Photo by Dirk Gallian/Jumpshot

 
   
A Show-Jumping Life

Schuyler Rley, J95, had good reason to be an Olympic hopeful in show jumping. The past four years she has traveled the show-jumping circuit in the United States and Europe. The intense pressure to clear six-foot fences or to shave a millisecond off a round is nothing new. So while she did not make the cut this year at the Olympic trials, she knows it’s all part of progress. She’s ready for what’s ahead.

“My goals are to compete internationally at the highest level I can achieve,” says Riley. “Hopefully, that will be the Olympics in 2008.”

Riley began riding at the age of seven in Vermont, winning state equitation championships and children’s hunter championships. She placed in both the BET/USET Talent Search Finals and the Maclay Finals at the National Horse Show in Madison Square Garden.
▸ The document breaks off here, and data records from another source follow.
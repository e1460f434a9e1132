//! Record parsing and projection.

use std::{io::Cursor, sync::Arc};

use arrow_array::RecordBatch;
use arrow_csv::{ReaderBuilder, reader::Format};
use arrow_json::ArrayWriter;
use arrow_schema::{ArrowError, DataType, Field, Schema, SchemaRef};
use rangedb_common::{Result, error::Error};
use rangedb_format::MemoryPointer;
use serde_json::{Map, Value};

/// Parses the first JSON value of a record span.
///
/// Returns `None` when the span ends inside the value (the record was cut by a read
/// boundary). Trailing bytes after the first value are ignored.
pub fn parse_jsonl(pointer: MemoryPointer, bytes: &[u8]) -> Result<Option<Value>> {
    let mut values = serde_json::Deserializer::from_slice(bytes).into_iter::<Value>();
    match values.next() {
        Some(Ok(value)) => Ok(Some(value)),
        Some(Err(e)) if e.is_eof() => {
            log::debug!("record at {pointer} is truncated, skipping");
            Ok(None)
        }
        Some(Err(e)) => Err(Error::parse(format!("JSON record at {pointer}"), e)),
        None => Ok(None),
    }
}

/// Data rows sampled from the start of the file to infer CSV column types.
const CSV_SCHEMA_SAMPLE_ROWS: usize = 100;

/// The header line of a CSV data file and the column types inferred for it.
#[derive(Debug, Clone)]
pub struct CsvHeader {
    line: String,
    schema: SchemaRef,
    /// Same columns, all `Utf8`, for rows that do not fit `schema`.
    text_schema: SchemaRef,
}

impl CsvHeader {
    /// Extracts the header from the first bytes of the data file, inferring column types
    /// from the complete rows that follow it in `prefix`.
    ///
    /// Returns `None` if `prefix` does not contain a complete line.
    pub fn from_prefix(prefix: &[u8]) -> Result<Option<CsvHeader>> {
        let Some(end) = prefix.iter().position(|&b| b == b'\n') else {
            return Ok(None);
        };
        let line = std::str::from_utf8(&prefix[..end])
            .map_err(|e| Error::parse("CSV header", e))?
            .trim_end_matches('\r')
            .to_string();
        let sample_end = prefix.iter().rposition(|&b| b == b'\n').unwrap_or(end);
        let (sampled, _) = Format::default()
            .with_header(true)
            .infer_schema(Cursor::new(&prefix[..=sample_end]), Some(CSV_SCHEMA_SAMPLE_ROWS))
            .map_err(|e| Error::parse("CSV header", e))?;
        // Columns with no sampled values come back as `Null`, which would drop every value.
        let schema = Schema::new(
            sampled
                .fields()
                .iter()
                .map(|f| match f.data_type() {
                    DataType::Null => Field::new(f.name(), DataType::Utf8, true),
                    data_type => Field::new(f.name(), data_type.clone(), true),
                })
                .collect::<Vec<_>>(),
        );
        let text_schema = Schema::new(
            schema
                .fields()
                .iter()
                .map(|f| Field::new(f.name(), DataType::Utf8, true))
                .collect::<Vec<_>>(),
        );
        Ok(Some(CsvHeader {
            line,
            schema: Arc::new(schema),
            text_schema: Arc::new(text_schema),
        }))
    }

    pub fn line(&self) -> &str {
        &self.line
    }

    /// Parses one data row into a JSON object keyed by the header's column names.
    ///
    /// Values take the file's inferred column types; a row that does not fit them is
    /// read as text. Empty fields are omitted. Returns `None` for a row cut short by the
    /// end of the read (too few fields or an open quote).
    pub fn parse_row(&self, pointer: MemoryPointer, row: &[u8]) -> Result<Option<Value>> {
        let row = trim_line(row);
        if row.is_empty() {
            return Ok(None);
        }
        if !is_complete_row(row, self.schema.fields().len()) {
            log::debug!("CSV record at {pointer} is truncated, skipping");
            return Ok(None);
        }
        match read_row(&self.schema, row) {
            Ok(value) => Ok(value),
            Err(e) => {
                log::debug!("CSV record at {pointer} does not fit the column types ({e}), reading as text");
                read_row(&self.text_schema, row)
                    .map_err(|e| Error::parse(format!("CSV record at {pointer}"), e))
            }
        }
    }
}

fn read_row(schema: &SchemaRef, row: &[u8]) -> std::result::Result<Option<Value>, ArrowError> {
    let mut text = Vec::with_capacity(row.len() + 1);
    text.extend_from_slice(row);
    text.push(b'\n');
    let mut reader = ReaderBuilder::new(schema.clone()).build(Cursor::new(text))?;
    let Some(batch) = reader.next() else {
        return Ok(None);
    };
    Ok(batch_to_json(&batch?)?.into_iter().next())
}

/// Whether `row` closes all its quotes and has at least `columns` fields.
fn is_complete_row(row: &[u8], columns: usize) -> bool {
    let mut quoted = false;
    let mut fields = 1;
    for &b in row {
        match b {
            b'"' => quoted = !quoted,
            b',' if !quoted => fields += 1,
            _ => {}
        }
    }
    !quoted && fields >= columns
}

fn trim_line(row: &[u8]) -> &[u8] {
    let mut end = row.len();
    while end > 0 && matches!(row[end - 1], b'\n' | b'\r') {
        end -= 1;
    }
    &row[..end]
}

fn batch_to_json(batch: &RecordBatch) -> std::result::Result<Vec<Value>, ArrowError> {
    let mut writer = ArrayWriter::new(Vec::new());
    writer.write_batches(&[batch])?;
    writer.finish()?;
    let buf = writer.into_inner();
    if buf.is_empty() {
        return Ok(Vec::new());
    }
    serde_json::from_slice(&buf).map_err(|e| ArrowError::JsonError(e.to_string()))
}

/// Keeps only the values at the given dotted paths, preserving their nesting. Paths
/// that do not resolve are left out.
pub fn project(record: &Value, paths: &[String]) -> Value {
    let mut result = Map::new();
    for path in paths {
        let Some(value) = path
            .split('.')
            .try_fold(record, |value, part| value.get(part))
        else {
            continue;
        };
        let mut parts = path.split('.').peekable();
        let mut target = &mut result;
        while let Some(part) = parts.next() {
            if parts.peek().is_none() {
                target.insert(part.to_string(), value.clone());
                break;
            }
            let entry = target
                .entry(part.to_string())
                .or_insert_with(|| Value::Object(Map::new()));
            if !entry.is_object() {
                *entry = Value::Object(Map::new());
            }
            let Value::Object(next) = entry else {
                break;
            };
            target = next;
        }
    }
    Value::Object(result)
}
She continued to compete with the Tufts Equestrian Team. In 1991, at age 19, she became the first female and the second-youngest rider to win the USET Show Jumping Talent Derby. She went on to ride the horse Flamingo to the 1991 AHSA Amateur-Owner Jumper National Horse of the Year Award.

An international relations major, Riley intended on going to business school after graduation. But her advisor urged her to get some work experience first. “I needed a job and for me it seemed natural to try training horses and riders,” says Riley. “I fell in love with that and the riding, and wanted to stick with it in any capacity.”
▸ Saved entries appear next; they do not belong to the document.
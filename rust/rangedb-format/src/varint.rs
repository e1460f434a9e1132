//! Unsigned LEB128 varints.

/// Maximum encoded length of a 64-bit varint.
pub const MAX_VARINT_LEN: usize = 10;

/// Appends the varint encoding of `value` to `buf` and returns the number of bytes written.
pub fn encode_uvarint(buf: &mut Vec<u8>, mut value: u64) -> usize {
    let start = buf.len();
    while value >= 0x80 {
        buf.push((value as u8) | 0x80);
        value >>= 7;
    }
    buf.push(value as u8);
    buf.len() - start
}

/// Decodes a varint from the start of `buf`.
///
/// Returns the value and the number of bytes read. A read count of `0` means the
/// buffer ended before the varint did; a negative count `-n` means the value overflows
/// 64 bits and the varint was rejected after `n` bytes.
pub fn decode_uvarint(buf: &[u8]) -> (u64, isize) {
    let mut value = 0u64;
    let mut shift = 0u32;
    for (i, &b) in buf.iter().enumerate() {
        if i == MAX_VARINT_LEN {
            return (0, -(i as isize + 1));
        }
        if b < 0x80 {
            if i == MAX_VARINT_LEN - 1 && b > 1 {
                return (0, -(i as isize + 1));
            }
            return (value | (b as u64) << shift, i as isize + 1);
        }
        value |= ((b & 0x7f) as u64) << shift;
        shift += 7;
    }
    (0, 0)
}

#[cfg(test)]
mod tests {
    use super::{MAX_VARINT_LEN, decode_uvarint, encode_uvarint};

    #[test]
    fn test_round_trip() {
        let mut rng = fastrand::Rng::with_seed(17);
        let mut values = vec![0, 1, 127, 128, 300, 16_383, 16_384, u64::MAX >> 1, u64::MAX];
        values.extend((0..200).map(|_| rng.u64(..(1 << 63))));
        for value in values {
            let mut buf = Vec::new();
            let written = encode_uvarint(&mut buf, value);
            assert!(written <= MAX_VARINT_LEN);
            assert_eq!(decode_uvarint(&buf), (value, written as isize));
        }
    }

    #[test]
    fn test_known_encoding() {
        let mut buf = Vec::new();
        encode_uvarint(&mut buf, 300);
        assert_eq!(buf, [0xac, 0x02]);
    }

    #[test]
    fn test_truncated_and_overflow() {
        assert_eq!(decode_uvarint(&[]), (0, 0));
        assert_eq!(decode_uvarint(&[0x80, 0x80]), (0, 0));

        let mut overflow = vec![0xff; MAX_VARINT_LEN - 1];
        overflow.push(0x02);
        let (_, read) = decode_uvarint(&overflow);
        assert!(read < 0);

        let too_long = vec![0x80; MAX_VARINT_LEN + 1];
        let (_, read) = decode_uvarint(&too_long);
        assert!(read < 0);
    }
}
She soon turned professional, training at a stable in Rhode Island, and then opened her own business in Hamilton, Massachusetts, and Wellington, Florida. She continues to train in Wellington but has recently moved to the Philadelphia area, where she is building a farm in New Hope, Pennsylvania.

In 1998, her dream to rank among the best competitive show jumpers moved into high gear. Receiving a grant from the USET to compete in Europe, she rode for the team in Spain, Austria, and the Czech Republic, where she helped the Americans place second in the Nations Cup. Returning home, she went on to win the Budweiser Grand Prix de Penn National.
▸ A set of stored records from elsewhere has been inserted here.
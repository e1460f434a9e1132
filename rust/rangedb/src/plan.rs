//! Query validation and planning.
//!
//! A [`Query`] is turned into a [`Plan`] before any tree is touched: every rejection
//! happens here, using only the memoized field headers.

use std::cmp::Ordering;

use ahash::AHashSet;
use rangedb_common::{Result, error::Error};
use rangedb_format::{
    FieldType,
    key::compare_bytes,
    value::{encode_bool, encode_f64},
};
use rangedb_index::IndexHeader;
use rangedb_text_index::NgramTokenizer;
use serde_json::Value;

use crate::query::{Direction, Operation, Query, WhereNode};

/// One end of a key range.
#[derive(Debug, Clone, PartialEq, Eq)]
pub struct KeyBound {
    pub key: Vec<u8>,
    pub inclusive: bool,
}

impl KeyBound {
    fn inclusive(key: Vec<u8>) -> KeyBound {
        KeyBound {
            key,
            inclusive: true,
        }
    }

    fn exclusive(key: Vec<u8>) -> KeyBound {
        KeyBound {
            key,
            inclusive: false,
        }
    }

    /// Whether `key` lies on the inner side of this lower bound.
    pub fn admits_from_below(&self, key: &[u8]) -> bool {
        match compare_bytes(key, &self.key) {
            Ordering::Greater => true,
            Ordering::Equal => self.inclusive,
            Ordering::Less => false,
        }
    }

    /// Whether `key` lies on the inner side of this upper bound.
    pub fn admits_from_above(&self, key: &[u8]) -> bool {
        match compare_bytes(key, &self.key) {
            Ordering::Less => true,
            Ordering::Equal => self.inclusive,
            Ordering::Greater => false,
        }
    }
}

/// An ordered scan of one value tree.
#[derive(Debug, Clone, PartialEq)]
pub struct ScanPlan {
    pub field_name: String,
    pub field_type: FieldType,
    pub lower: Option<KeyBound>,
    pub upper: Option<KeyBound>,
    pub direction: Direction,
}

/// A ranked search over the n-gram trees of one field.
#[derive(Debug, Clone, PartialEq)]
pub struct SearchPlan {
    pub field_name: String,
    pub phrase: String,
    pub tokenizer: NgramTokenizer,
    /// The requested n-gram types the field is indexed under.
    pub field_types: Vec<FieldType>,
}

#[derive(Debug, Clone, PartialEq)]
pub enum Plan {
    Scan(ScanPlan),
    Search(SearchPlan),
    /// The query is valid but cannot match anything.
    Empty,
}

impl Plan {
    /// Validates `query` against the indexed fields and plans its execution.
    ///
    /// # Errors
    ///
    /// Returns a query validation error if the query combines a search with predicates
    /// or ordering, references more than one field, references an unknown field or a
    /// type the field is not indexed under, orders by a field other than the predicate
    /// field, or asks for unsupported gram sizes.
    pub fn build(query: &Query, headers: &[IndexHeader]) -> Result<Plan> {
        if query.order_by.len() > 1 {
            return Err(Error::query_validation(
                "ordering by more than one key is not supported",
            ));
        }
        let plan = match &query.search {
            Some(search) => {
                if !query.where_.is_empty() || !query.order_by.is_empty() {
                    return Err(Error::query_validation(
                        "search cannot be combined with where or orderBy",
                    ));
                }
                let config = search.config.unwrap_or_default();
                let tokenizer = NgramTokenizer::new(config.min_gram, config.max_gram)
                    .map_err(|e| Error::query_validation(e.to_string()))?;
                let header = find_header(headers, &search.key)?;
                let field_types: Vec<FieldType> = tokenizer
                    .field_types()
                    .filter(|t| header.has_type(*t))
                    .collect();
                if field_types.is_empty() {
                    return Err(Error::query_validation(format!(
                        "field '{}' has no n-gram index for grams {}..={}",
                        search.key, config.min_gram, config.max_gram
                    )));
                }
                Plan::Search(SearchPlan {
                    field_name: search.key.clone(),
                    phrase: search.like.clone(),
                    tokenizer,
                    field_types,
                })
            }
            None if !query.where_.is_empty() => plan_where(query, headers)?,
            None => match query.order_by.first() {
                Some(order) => {
                    let header = find_header(headers, &order.key)?;
                    let mut types = header.value_types();
                    let (Some(field_type), None) = (types.next(), types.next()) else {
                        return Err(Error::query_validation(format!(
                            "field '{}' must be indexed under exactly one value type to be ordered",
                            order.key
                        )));
                    };
                    Plan::Scan(ScanPlan {
                        field_name: order.key.clone(),
                        field_type,
                        lower: None,
                        upper: None,
                        direction: order.direction,
                    })
                }
                None => {
                    return Err(Error::query_validation(
                        "query needs a where, orderBy or search clause",
                    ));
                }
            },
        };
        if query.limit == Some(0) {
            return Ok(Plan::Empty);
        }
        Ok(plan)
    }
}

fn find_header<'a>(headers: &'a [IndexHeader], field_name: &str) -> Result<&'a IndexHeader> {
    headers
        .iter()
        .find(|h| h.field_name == field_name)
        .ok_or_else(|| Error::query_validation(format!("field '{field_name}' is not indexed")))
}

/// Index type and key bytes of a predicate value. Numbers are always compared as
/// `Float64`.
fn encode_value(node: &WhereNode) -> Result<(FieldType, Vec<u8>)> {
    match &node.value {
        Value::Number(n) => {
            let n = n.as_f64().ok_or_else(|| {
                Error::query_validation(format!("value of '{}' is not a finite number", node.key))
            })?;
            Ok((FieldType::Float64, encode_f64(n).to_vec()))
        }
        Value::String(s) => Ok((FieldType::String, s.as_bytes().to_vec())),
        Value::Bool(b) => Ok((FieldType::Boolean, encode_bool(*b).to_vec())),
        Value::Null if node.operation == Operation::Equal => Ok((FieldType::Null, Vec::new())),
        Value::Null => Err(Error::query_validation(format!(
            "null can only be compared with '==' (key '{}')",
            node.key
        ))),
        Value::Array(_) | Value::Object(_) => Err(Error::query_validation(format!(
            "value of '{}' must be a number, string, boolean or null",
            node.key
        ))),
    }
}

fn plan_where(query: &Query, headers: &[IndexHeader]) -> Result<Plan> {
    let keys: AHashSet<&str> = query.where_.iter().map(|w| w.key.as_str()).collect();
    if keys.len() > 1 {
        return Err(Error::query_validation(
            "where clauses on more than one field require a composite index, which is not supported",
        ));
    }
    let field_name = &query.where_[0].key;
    if let Some(order) = query.order_by.first() {
        if order.key != *field_name {
            return Err(Error::query_validation(format!(
                "orderBy key '{}' does not match where key '{field_name}'",
                order.key
            )));
        }
    }
    let header = find_header(headers, field_name)?;

    let mut field_type = None;
    let mut lower: Option<KeyBound> = None;
    let mut upper: Option<KeyBound> = None;
    for node in &query.where_ {
        let (value_type, key) = encode_value(node)?;
        match field_type {
            None => field_type = Some(value_type),
            Some(t) if t != value_type => {
                return Err(Error::query_validation(format!(
                    "where clauses on '{field_name}' compare against both {t} and {value_type}"
                )));
            }
            Some(_) => {}
        }
        let (new_lower, new_upper) = match node.operation {
            Operation::Equal => (
                Some(KeyBound::inclusive(key.clone())),
                Some(KeyBound::inclusive(key)),
            ),
            Operation::Greater => (Some(KeyBound::exclusive(key)), None),
            Operation::GreaterOrEqual => (Some(KeyBound::inclusive(key)), None),
            Operation::Less => (None, Some(KeyBound::exclusive(key))),
            Operation::LessOrEqual => (None, Some(KeyBound::inclusive(key))),
        };
        if let Some(bound) = new_lower {
            lower = Some(tighter(lower, bound, Ordering::Greater));
        }
        if let Some(bound) = new_upper {
            upper = Some(tighter(upper, bound, Ordering::Less));
        }
    }

    let field_type = field_type.ok_or_else(|| Error::query_validation("empty where clause"))?;
    if !header.has_type(field_type) {
        return Err(Error::query_validation(format!(
            "field '{field_name}' is not indexed as {field_type}"
        )));
    }

    if let (Some(lower), Some(upper)) = (&lower, &upper) {
        let empty = match compare_bytes(&lower.key, &upper.key) {
            Ordering::Greater => true,
            Ordering::Equal => !(lower.inclusive && upper.inclusive),
            Ordering::Less => false,
        };
        if empty {
            return Ok(Plan::Empty);
        }
    }

    let direction = match query.order_by.first() {
        Some(order) => order.direction,
        None if lower.is_none() && upper.is_some() => Direction::Descending,
        None => Direction::Ascending,
    };
    Ok(Plan::Scan(ScanPlan {
        field_name: field_name.clone(),
        field_type,
        lower,
        upper,
        direction,
    }))
}

/// The narrower of two bounds on the same side; `wins` is the ordering of the new key
/// relative to the current one that makes the new bound narrower.
fn tighter(current: Option<KeyBound>, new: KeyBound, wins: Ordering) -> KeyBound {
    let Some(current) = current else {
        return new;
    };
    match compare_bytes(&new.key, &current.key) {
        Ordering::Equal => KeyBound {
            inclusive: current.inclusive && new.inclusive,
            key: current.key,
        },
        ord if ord == wins => new,
        _ => current,
    }
}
Riley had even bigger wins in 2000 when she captured the $150,000 Budweiser American Invitational in Tampa, placed eighth in the World Cup Finals, and won the American Gold Cup in Devon, Pennsylvania. In 2001 she gained the AGA Show Jumping Championship and in 2002 again rode for the USET and captured the Gold Medal in the Nations Cup at the Spruce Meadows Masters. In 2003, Riley won the $25,000 WEF Challenge Cup and partnered with the horse Ilian to secure the title of North American Champion at Spruce Meadows.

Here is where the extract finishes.